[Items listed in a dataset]
--- START ---
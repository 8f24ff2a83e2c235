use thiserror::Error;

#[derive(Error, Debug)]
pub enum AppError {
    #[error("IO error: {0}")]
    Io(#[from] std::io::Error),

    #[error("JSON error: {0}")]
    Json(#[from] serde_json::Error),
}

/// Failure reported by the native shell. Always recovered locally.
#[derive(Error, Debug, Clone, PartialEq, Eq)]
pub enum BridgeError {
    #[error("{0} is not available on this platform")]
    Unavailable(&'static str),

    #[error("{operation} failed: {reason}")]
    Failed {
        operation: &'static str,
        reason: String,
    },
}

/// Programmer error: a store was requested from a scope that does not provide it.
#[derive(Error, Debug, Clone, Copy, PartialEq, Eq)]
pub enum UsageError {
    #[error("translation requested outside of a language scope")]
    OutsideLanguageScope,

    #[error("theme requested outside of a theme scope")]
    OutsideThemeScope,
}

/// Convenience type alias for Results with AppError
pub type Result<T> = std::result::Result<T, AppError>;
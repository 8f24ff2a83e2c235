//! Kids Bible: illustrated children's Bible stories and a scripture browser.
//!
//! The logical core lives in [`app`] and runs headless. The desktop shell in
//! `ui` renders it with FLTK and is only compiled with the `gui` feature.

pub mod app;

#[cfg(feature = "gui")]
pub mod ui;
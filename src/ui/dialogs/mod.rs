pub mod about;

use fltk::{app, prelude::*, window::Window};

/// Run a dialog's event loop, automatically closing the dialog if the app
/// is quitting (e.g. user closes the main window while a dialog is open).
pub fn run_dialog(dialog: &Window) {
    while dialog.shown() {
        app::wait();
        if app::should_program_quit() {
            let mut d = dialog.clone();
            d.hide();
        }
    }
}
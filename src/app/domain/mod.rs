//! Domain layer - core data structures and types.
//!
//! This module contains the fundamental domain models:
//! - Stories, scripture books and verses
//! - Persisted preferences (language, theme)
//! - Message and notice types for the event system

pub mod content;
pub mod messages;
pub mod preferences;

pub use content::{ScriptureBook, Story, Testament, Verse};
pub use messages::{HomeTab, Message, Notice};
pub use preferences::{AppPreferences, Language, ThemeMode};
--- END ---
● **Exercise**
If the string "AppError" is in a line of the entries, pick that line out.

● **Solution to this exercise**
pub enum AppError {
/// Convenience type alias for Results with AppError
pub type Result<T> = std::result::Result<T, AppError>;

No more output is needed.